Nuestra radiografía social, a partir de la educación superior a la que tienen acceso los jóvenes en nuestro país, es más que elocuente:
Solamente uno de cada cinco mexicanos (20%) entre los 19 y los 23 años de edad, cursa estudios de educación superior en México. Paradójicamente, la demanda ha rebasado la oferta de unas mil 500 instituciones públicas de educación superior. De ellas, según la Asociación Nacional de Universidades e instituciones de Educación Superior (ANUIES), 366 son universidades públicas.
Se ha registrado un rápido crecimiento de universidades privadas con bajos niveles de calidad. Además, no son opción para los sectores más pobres del país, entre ellos el indígena, donde la gente se preocupa más por comer que por enviar a sus hijos a una universidad de paga.
La reforma educativa en marcha apunta, en el más optimista de los análisis, hacia la evaluación académica de los maestros. Sin embargo, el sistema educativo nacional y sus programas de enseñanza se quedaron anclados, en el mejor de los casos, en el siglo XX. Hace décadas que las políticas públicas en materia educativa están a la deriva, sin evaluación, sin modernizarse.

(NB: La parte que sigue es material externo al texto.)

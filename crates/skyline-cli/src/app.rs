//! Keyboard focus and cursors on top of the [`Navigator`].
//!
//! Moving a cursor is a selection: it immediately asks the navigator for the
//! next level, the same way the panes are refreshed on every focus change.

use crossterm::event::{KeyCode, KeyEvent, KeyModifiers};
use skyline_store_sqlite::SqliteStore;

use crate::nav::Navigator;

/// Cursor jump for PageUp / PageDown.
const PAGE: usize = 10;

// ─── Focus ────────────────────────────────────────────────────────────────────

#[derive(Debug, Clone, Copy, PartialEq, Eq)]
pub enum Focus {
  /// The table list (root list).
  Tables,
  /// The item list of the selected table.
  Items,
}

// ─── App ──────────────────────────────────────────────────────────────────────

/// Top-level application state.
pub struct App {
  pub focus: Focus,

  pub nav: Navigator<SqliteStore>,

  /// Cursor within the table list.
  pub table_cursor: usize,

  /// Cursor within the item list.
  pub item_cursor: usize,

  /// One-line status message shown in the status bar.
  pub status_msg: String,
}

impl App {
  pub fn new(store: SqliteStore) -> Self {
    Self {
      focus: Focus::Tables,
      nav: Navigator::new(store),
      table_cursor: 0,
      item_cursor: 0,
      status_msg: String::new(),
    }
  }

  // ── Data loading ──────────────────────────────────────────────────────────

  /// Populate the table list and select its first entry.
  pub async fn load(&mut self) -> anyhow::Result<()> {
    self.nav.populate_root().await?;
    self.table_cursor = 0;
    self.select_table_at_cursor().await;
    Ok(())
  }

  async fn select_table_at_cursor(&mut self) {
    let Some(&table) = self.nav.tables().get(self.table_cursor) else {
      return;
    };
    self.item_cursor = 0;
    self.status_msg = format!("Loading {}…", table.label());
    match self.nav.select_table(table).await {
      Ok(()) => self.status_msg.clear(),
      Err(e) => self.status_msg = format!("Error: {e}"),
    }
  }

  fn select_item_at_cursor(&mut self) { self.nav.select_item(self.item_cursor); }

  // ── Key handling ──────────────────────────────────────────────────────────

  /// Process a key event. Returns `true` to continue, `false` to quit.
  pub async fn handle_key(&mut self, key: KeyEvent) -> bool {
    if key.modifiers.contains(KeyModifiers::CONTROL) && key.code == KeyCode::Char('c') {
      return false;
    }
    if key.code == KeyCode::Char('q') {
      return false;
    }

    match self.focus {
      Focus::Tables => self.handle_tables_key(key).await,
      Focus::Items => self.handle_items_key(key),
    }
    true
  }

  async fn handle_tables_key(&mut self, key: KeyEvent) {
    let len = self.nav.tables().len();
    match key.code {
      KeyCode::Down | KeyCode::Char('j') => {
        if self.table_cursor + 1 < len {
          self.table_cursor += 1;
          self.select_table_at_cursor().await;
        }
      }
      KeyCode::Up | KeyCode::Char('k') => {
        if self.table_cursor > 0 {
          self.table_cursor -= 1;
          self.select_table_at_cursor().await;
        }
      }
      KeyCode::Enter | KeyCode::Right | KeyCode::Char('l') => {
        if !self.nav.items().is_empty() {
          self.focus = Focus::Items;
          self.select_item_at_cursor();
        }
      }
      // Re-run the selection, e.g. after an error.
      KeyCode::Char('r') => self.select_table_at_cursor().await,
      _ => {}
    }
  }

  fn handle_items_key(&mut self, key: KeyEvent) {
    let len = self.nav.items().len();
    let last = len.saturating_sub(1);
    let before = self.item_cursor;

    match key.code {
      KeyCode::Down | KeyCode::Char('j') => self.item_cursor = (self.item_cursor + 1).min(last),
      KeyCode::Up | KeyCode::Char('k') => self.item_cursor = self.item_cursor.saturating_sub(1),
      KeyCode::PageDown | KeyCode::Char(']') => {
        self.item_cursor = (self.item_cursor + PAGE).min(last)
      }
      KeyCode::PageUp | KeyCode::Char('[') => {
        self.item_cursor = self.item_cursor.saturating_sub(PAGE)
      }
      KeyCode::Home | KeyCode::Char('g') => self.item_cursor = 0,
      KeyCode::End | KeyCode::Char('G') => self.item_cursor = last,
      KeyCode::Esc | KeyCode::Left | KeyCode::Char('h') => {
        self.focus = Focus::Tables;
        return;
      }
      _ => return,
    }

    if self.item_cursor != before {
      self.select_item_at_cursor();
    }
  }
}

Como El Ciudadano lo refiere en las páginas centrales de esta edición, en palabras de Sylvia Schmelkes, presidenta de la Junta de Gobierno del Instituto Nacional para la Evaluación de la Educación (INEE), “esta inercia fatal no solamente refleja la grave desigualdad social que hay en México, sino que la reproduce y contribuye a perpetuarla o, lo que es peor, a acentuarla”.
Millones de jóvenes mexicanos son víctimas de esa desigualdad social que los condena, desde ahora, a la medianía; han sido marginados para que se les gobierne, no para aspirar a ser constructores de sus propios destinos. En los últimos años, advierte el maestro Pablo Latapí, las universidades públicas han sido objeto de un conjunto de “políticas modernizadoras” del gobierno federal que ha afectado su cobertura, crecimiento, formas de gestión, de financiamiento y normas de su vida académica y sus relaciones con la sociedad, con las empresas y con el Estado.
Ciertamente, urge un cambio radical en la concepción de la educación superior en México. Pero ese cambio será muy difícil mientras la élite privilegiada que gobierna a nuestro país desde hace décadas, siga aferrada al poder del que desplazó a la ciudadanía.